Eingeladener Studienauftrag für preisgünstigen Wohnungsbau, Allschwil, 2021
Das Grundstück an der Fabrikstrasse steht sinnbildlich für das Aufeinandertreffen zweier scheinbar gegensätzlicher Quartiere: Kleinmassstäbliche Wohnhäuser des frühen 20. Jahrhunderts, Zeilenbauten der 1950er Jahre, bis hin zu Wohnhochhäusern der 1960er bis 1970er Jahre. Auf der anderen Seite ein Industrie- und Gewerbegebiet, das sich ausgehend von den Ziegeleien entlang der Binningerstrasse sukzessive entwickelt hat, und das heute vor einer verheissungsvollen Zukunft als lebendiges, urbanes und gemischt genutztes Quartier steht.
Wie stellt man einen Übergang her an dieser städtebaulich wichtigen Schnittstelle? Der Schlüssel zu dieser Frage liegt in der Kultivierung nachbarschaftlicher Beziehungen. Beziehungen die das Projekt mit seiner Umgebung verbinden und mögliche Anknüpfungspunkte herstellen – auf Ebene des Quartiers, auf Ebene des Hauses und auf Ebene der Wohnung.
Einfache aber präzise gesetzte Bauten bilden das Gerüst der städtebaulichen Form. Ein siebengeschossiges Vorderhaus an der Fabrikstrasse mit Gewerbe im Erdgeschoss und Wohnungen in den Obergeschossen bildet den Auftakt. Zwei viergeschossige, spiegelsymetrische Hofhäuser ergänzen das Ensemble. Die zwei Haustypen sind strukturell verwandt, aber unterschiedlich ausformuliert. Vor- und Rücksprünge in den Gebäudekörpern strukturieren die Fassaden. So wird zur Binningerstrasse hin eine Kopfsituation ausgebildet, die durch ein doppelgeschossiges Eckfenster und einen überhöhten Dachaufbau betont wird. Diese städtebaulich-architektonische Geste verleiht dem Gebäude eine klare Ausrichtung und lässt es in einen Dialog mit der Binningerstrasse treten. Mit der städtebaulichen Setzung entsteht ein wertvoller, multifunktionaler und begrünter Hofraum zwischen den Bauten. Eine den Gebäuden vorgelagerte und begrünte Laubenschicht vermittelt als Filter zwischen der Privatheit der Wohnungen und der räumlichen Nähe des Hofes. Als von der Strasse geschützter Aussenraum, ist er ein Ort des nachbarschaftlichen Austauschs, ein Ort für zufällige Begegnungen, aber auch ein Ort des Rückzugs.

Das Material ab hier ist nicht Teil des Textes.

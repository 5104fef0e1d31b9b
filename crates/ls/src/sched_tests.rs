use super::*;

use std::fs::{create_dir, write};
use std::os::unix::fs::symlink;
use std::sync::atomic::{AtomicUsize, Ordering};

use crate::classify::StorageState;

struct CountingOracle {
    calls: AtomicUsize,
    code: i32,
}

impl CountingOracle {
    fn new(code: i32) -> Self {
        CountingOracle {
            calls: AtomicUsize::new(0),
            code,
        }
    }

    fn calls(&self) -> usize {
        self.calls.load(Ordering::SeqCst)
    }
}

impl Oracle for CountingOracle {
    fn check_attr(&self, _path: &Path) -> i32 {
        self.calls.fetch_add(1, Ordering::SeqCst);
        self.code
    }
}

#[test]
fn worker_count_follows_the_batch_formula() {
    let cases: &[(usize, usize, bool, usize)] = &[
        (3, 4, false, 2),   // 3/2 + 1
        (10, 4, false, 4),  // ceiling wins
        (1, 4, true, 4),    // always-max ignores the batch size
        (4, 4, false, 4),   // batch == ceiling is not "small"
        (1, 4, false, 1),   // 1/2 + 1
        (0, 4, false, 1),
        (7, 16, false, 4),  // 7/2 + 1
    ];
    for (batch, max, always, expected) in cases {
        assert_eq!(
            worker_count(*batch, *max, *always),
            *expected,
            "batch {batch}, max {max}, always {always}"
        );
    }
}

#[test]
fn stat_batch_classifies_eligible_plain_files_exactly_once() {
    let tmp = tempfile::tempdir().expect("create temp dir");
    let root = tmp.path();
    write(root.join("a"), b"a").expect("write a");
    write(root.join("b"), b"bb").expect("write b");
    write(root.join("c"), b"ccc").expect("write c");
    create_dir(root.join("sub")).expect("create sub");

    let oracle = CountingOracle::new(0);
    let paths = vec![
        root.join("a"),
        root.join("b"),
        root.join("c"),
        root.join("sub"),
    ];

    let records = stat_batch(paths, true, &oracle).expect("stat_batch");
    assert_eq!(records.len(), 4);
    // One oracle call per plain file; the directory is never consulted.
    assert_eq!(oracle.calls(), 3);

    for rec in &records {
        if rec.is_dir {
            assert_eq!(rec.state, StorageState::Unknown, "{}", rec.name);
        } else {
            assert_eq!(rec.state, StorageState::Resident, "{}", rec.name);
        }
    }
}

#[test]
fn stat_batch_never_classifies_when_ineligible() {
    let tmp = tempfile::tempdir().expect("create temp dir");
    let root = tmp.path();
    write(root.join("a"), b"a").expect("write a");
    write(root.join("b"), b"b").expect("write b");

    let oracle = CountingOracle::new(2);
    let records =
        stat_batch(vec![root.join("a"), root.join("b")], false, &oracle).expect("stat_batch");

    assert_eq!(records.len(), 2);
    assert_eq!(oracle.calls(), 0);
    for rec in &records {
        assert_eq!(rec.state, StorageState::Unknown, "{}", rec.name);
    }
}

#[test]
fn stat_batch_leaves_symlinks_unknown_even_when_eligible() {
    let tmp = tempfile::tempdir().expect("create temp dir");
    let root = tmp.path();
    write(root.join("target"), b"x").expect("write target");
    symlink(root.join("target"), root.join("link")).expect("create symlink");

    let oracle = CountingOracle::new(0);
    let records = stat_batch(vec![root.join("link")], true, &oracle).expect("stat_batch");

    assert_eq!(records.len(), 1);
    assert!(records[0].is_symlink);
    assert_eq!(records[0].state, StorageState::Unknown);
    assert_eq!(oracle.calls(), 0);
}

#[test]
fn stat_batch_tolerates_an_out_of_contract_oracle() {
    let tmp = tempfile::tempdir().expect("create temp dir");
    let root = tmp.path();
    write(root.join("weird"), b"x").expect("write file");

    let oracle = CountingOracle::new(9000);
    let records = stat_batch(vec![root.join("weird")], true, &oracle).expect("stat_batch");
    assert_eq!(records[0].state, StorageState::Unknown);
}

#[test]
fn stat_batch_aborts_the_whole_batch_on_a_stat_failure() {
    let tmp = tempfile::tempdir().expect("create temp dir");
    let root = tmp.path();
    write(root.join("good"), b"x").expect("write file");

    let oracle = CountingOracle::new(0);
    let paths = vec![root.join("good"), root.join("vanished")];
    let err = stat_batch(paths, true, &oracle).unwrap_err();
    assert!(matches!(err, ListError::Stat { .. }), "got {err:?}");
}

#[test]
fn stat_batch_with_no_paths_is_empty() {
    let oracle = CountingOracle::new(0);
    let records = stat_batch(Vec::new(), true, &oracle).expect("stat_batch");
    assert!(records.is_empty());
    assert_eq!(oracle.calls(), 0);
}

#[test]
fn stat_batch_handles_batches_larger_than_the_pool() {
    let tmp = tempfile::tempdir().expect("create temp dir");
    let root = tmp.path();
    let mut paths = Vec::new();
    for i in 0..50 {
        let p = root.join(format!("f{i:02}"));
        write(&p, b"x").expect("write file");
        paths.push(p);
    }

    let oracle = CountingOracle::new(1);
    let records = stat_batch(paths, true, &oracle).expect("stat_batch");
    assert_eq!(records.len(), 50);
    assert_eq!(oracle.calls(), 50);
    for rec in &records {
        assert_eq!(rec.state, StorageState::Premigrated, "{}", rec.name);
    }
}
use std::io;
use std::path::PathBuf;

use thiserror::Error;

/// Everything that can abort a listing. The policy is fail-fast with no
/// partial output: the first error wins and the whole invocation is
/// abandoned. An unrecognized oracle return code is the one tolerated
/// anomaly; it never reaches this type and degrades to
/// `StorageState::Unknown` inside the classifier instead.
#[derive(Debug, Error)]
pub enum ListError {
    #[error("cannot stat {path}: {source}")]
    Stat {
        path: PathBuf,
        #[source]
        source: io::Error,
    },

    #[error("cannot read directory {path}: {source}")]
    ReadDir {
        path: PathBuf,
        #[source]
        source: io::Error,
    },

    #[error("no user name for uid {0}")]
    UnknownUser(u32),

    #[error("no group name for gid {0}")]
    UnknownGroup(u32),

    #[error("cannot resolve symlink {path}: {source}")]
    Symlink {
        path: PathBuf,
        #[source]
        source: io::Error,
    },

    #[error("unparseable modification time {value:?}: {source}")]
    TimeParse {
        value: String,
        #[source]
        source: chrono::ParseError,
    },

    #[error("writing listing output: {0}")]
    Io(#[from] io::Error),
}
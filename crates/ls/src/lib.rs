mod classify;
mod error;
mod listing;
mod meta;
mod record;
mod sched;

pub use classify::{CommandOracle, Oracle, StorageState, classify};
pub use error::ListError;
pub use listing::{DirectoryGroup, ListFlags, Listing, eligibility_map, is_eligible};
pub use meta::{MTIME_FORMAT, bytes_to_gb, extract, humanize_size, mode_string};
pub use record::FileRecord;
pub use sched::{stat_batch, worker_count};
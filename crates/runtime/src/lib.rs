mod config;
pub mod logging;

pub use config::{
    ALWAYS_USE_MAX_WORKERS, DIRECTORY_HINT, DISABLE_SIZE_CHECK, HIDE_DEBUG_FLAGS,
    MAX_MIGRATABLE_GB, MIGRATED_HINT, MIGRATED_LABEL, OVERSIZE_HINT, PREMIGRATED_HINT,
    PREMIGRATED_LABEL, PROGRAM_NAME, RESIDENT_HINT, RESIDENT_LABEL, STORAGE_ROOTS,
    SUPPRESS_BACKTRACE, SYMLINK_HINT, attr_check_program, max_workers,
};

Der einfachen Struktur des Rohbaus folgend sind die Wohnungen in Schichten aufgebaut. Die dem Hof zugewandte Schicht beinhaltet neben den Eingangsbereichen auch den als Laube angelegten und durch ein Metallelement von der Treppe getrennten, privaten Aussenraum. In der mittleren Schicht liegen die Wohnküchen – das Herz der Wohnungen – sowie die Sanitärräume. Die äussere Schicht bilden die Zimmer, die zur Fabrikstrasse hin mit französischen Fenstern und einer durchlaufenden Balkonschicht ausgestattet sind. Die Schichten können je nach Bedarf über das Öffnen und Schliessen von Türen bzw. Fenstern miteinander verbunden werden. So entsteht eine Vielzahl verschiedener räumlicher Konditionen und Nutzungsmöglichkeiten. Das neben der Wohnküche angeordnete Zimmer kann mit Hilfe grosszügiger Doppeltüren entweder dem Wohnbereich zugeschaltet oder auch als separates Zimmer genutzt werden. Diese Raumkonfiguration vereint die Qualitäten des Durchwohnens mit der Flexibilität eines zusätzlichen Zimmers und verleiht den Wohnungen eine grosse Anpassungsfähigkeit an sich wandelnde Bedürfnisse der Nutzer.